Diseases often pile on, coinfecting people, animals and other organisms that are already fighting an infection. In one of the first studies of its kind, bioscientists from Rice University and the University of Michigan have shown that interactions between pathogens in individual hosts can predict the severity of multipathogen epidemics.
In lab experiments, scientists explored how the timing of bacterial and fungal infections in individual zooplankton impacted the severity of bacterial and fungal epidemics in zooplankton populations. The study, published this week in the Proceedings of the Royal Society B, showed that the order of infections in individual hosts can change the course of an epidemic.
“It’s well known that the way parasites and pathogens interact within hosts can alter disease transmission, but the question has been, ‘What information do you need to gather about those interactions to be able to predict the severity of an epidemic?'” said corresponding author Patrick Clay, a University of Michigan postdoctoral associate who conducted the research during his Ph.D. studies at Rice.
“What we showed is that you need to understand how infection order alters within-host interactions to be able to predict the severity of epidemics,” he said. “We particularly need this information to predict how changes in the timing of an epidemic relative to co-occurring epidemics alters epidemic severity.”
The research does not apply to the coronavirus.
“This applies to situations where multiple epidemics are simultaneously occurring and where the co-occurring pathogens interact within hosts,” said study co-author Volker Rudolf, Clay’s Ph.D. adviser at Rice. “There is no data to suggest that this is the case for COVID-2019.”
But coinfections are common in humans and wildlife populations, and because they are difficult to study, much is still unknown about how they alter epidemic dynamics, Rudolf said.
“Disease biology and epidemiology have historically focused on one-on-one interactions: one pathogen, one host,” said Rudolf, a professor of biosciences at Rice. “However, scientists increasingly recognize that diseases don’t exist in a vacuum. In reality, a diverse community of parasites and pathogens are out there, and they interact with each other. This study emphasizes a more holistic, almost community type of approach to studying infectious diseases.”
The study combined experiments with epidemiology models and computer simulations.
The zooplankton species used in the experiments, Daphnia dentifera, is a small crustacean that’s both abundant and ecologically important in lakes across the U.S. Midwest. Zooplankton are also transparent, and Clay used a microscope to detect and monitor the growth of fungal and bacterial spores inside the animals. By altering the order of infection in test populations and examining thousands of individuals, he was able to document crucial differences in the way the pathogens interacted inside hosts.
“The order in which pathogens infect the host determines how they interact in the host, and this interaction ultimately determines how epidemics play out in the entire host population,” he said.
Clay created epidemiological models that predicted the dynamics of fungal and bacterial epidemics in zooplankton populations that had one or both infections, when either the fungal or bacterial epidemic came before the other. He also spent months monitoring how epidemics progressed over many generations of infected and coinfected zooplankton populations.
By comparing data from experimental epidemics and computer simulations, Clay and Rudolf were able to determine what information was crucial to reliably predict how diseases would spread in coinfected populations.

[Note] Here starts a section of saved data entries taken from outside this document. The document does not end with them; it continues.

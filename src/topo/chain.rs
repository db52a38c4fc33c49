//! 链式拓扑构建
//!
//! 拓扑结构（用例 2）：R1 - R2 - R3 - R4 串联；
//! S1、S2 接 R1，T2 接 R2，S3 接 R3，T1、T3 接 R4。

use super::LinkOpts;
use crate::net::{NetWorld, NodeId};

#[derive(Debug, Clone)]
pub struct ChainOpts {
    pub host_link: LinkOpts,
    pub core_link: LinkOpts,
}

impl Default for ChainOpts {
    fn default() -> Self {
        Self {
            host_link: LinkOpts::mbps(12.5, 10.0, 128.0),
            core_link: LinkOpts::mbps(10.0, 10.0, 128.0),
        }
    }
}

#[derive(Debug, Clone, Copy)]
pub struct ChainTopo {
    /// S1, S2, S3
    pub sources: [NodeId; 3],
    /// T1, T2, T3
    pub sinks: [NodeId; 3],
    pub routers: [NodeId; 4],
}

pub fn build_chain(world: &mut NetWorld, opts: &ChainOpts) -> ChainTopo {
    let net = &mut world.net;
    let sources = [net.add_host("S1"), net.add_host("S2"), net.add_host("S3")];
    let sinks = [net.add_host("T1"), net.add_host("T2"), net.add_host("T3")];
    let r = [
        net.add_router("R1"),
        net.add_router("R2"),
        net.add_router("R3"),
        net.add_router("R4"),
    ];

    let (hl, cl) = (opts.host_link, opts.core_link);
    for (i, pair) in r.windows(2).enumerate() {
        let name = format!("L{}", i + 1);
        net.connect_duplex(pair[0], pair[1], &name, cl.latency, cl.rate_bps, cl.buffer_bits);
    }
    let access = [
        (sources[0], r[0], "LS1"),
        (sources[1], r[0], "LS2"),
        (sources[2], r[2], "LS3"),
        (sinks[0], r[3], "LT1"),
        (sinks[1], r[1], "LT2"),
        (sinks[2], r[3], "LT3"),
    ];
    for (host, router, name) in access {
        net.connect_duplex(host, router, name, hl.latency, hl.rate_bps, hl.buffer_bits);
    }

    ChainTopo {
        sources,
        sinks,
        routers: r,
    }
}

“When we used models that ignored interactions between pathogens within coinfected hosts completely, the predictions were terrible,” Rudolf said. “The models improved somewhat once we accounted for interactions between coinfecting pathogens, but it was still completely off on what proportion of individuals got infected. Only when we also specifically accounted for how the order of pathogen infections altered interactions within a host were we able to accurately predict epidemics, including how long an epidemic lasts and the proportion of hosts the pathogens infected.”
Clay said the work is important because climate change will alter the timing of seasonal epidemics in many species, and understanding the impact of timing on epidemics will be crucial for ecologists. And his coinfection model could be useful for studying the severity of overlapping epidemics in other species.
“The model does not have anything in it that is specific to zooplankton,” he said. “It uses parameters like the rate at which hosts are dying, the rate at which new hosts are being born, the rate at which the disease is transmitted, and you can measure those for any disease.”
But the crucial metrics from his experiments, the data describing how order of infection altered within-host interactions between pathogens, are often either unknown or uncollected. And Clay hopes that will change.
“I hope this will influence people to look at what happens when you alter the order of infection in coinfected hosts,” he said. “Because we’ve shown that that information is vital for predicting epidemics, and if people start gathering that information now they will be more prepared to predict the severity of future epidemics.”
The study was co-authored by Meghan Duffy, a professor of ecology and evolutionary biology at the University of Michigan.
The research was supported by the National Science Foundation (DEB-1748729 and DEB-1601353).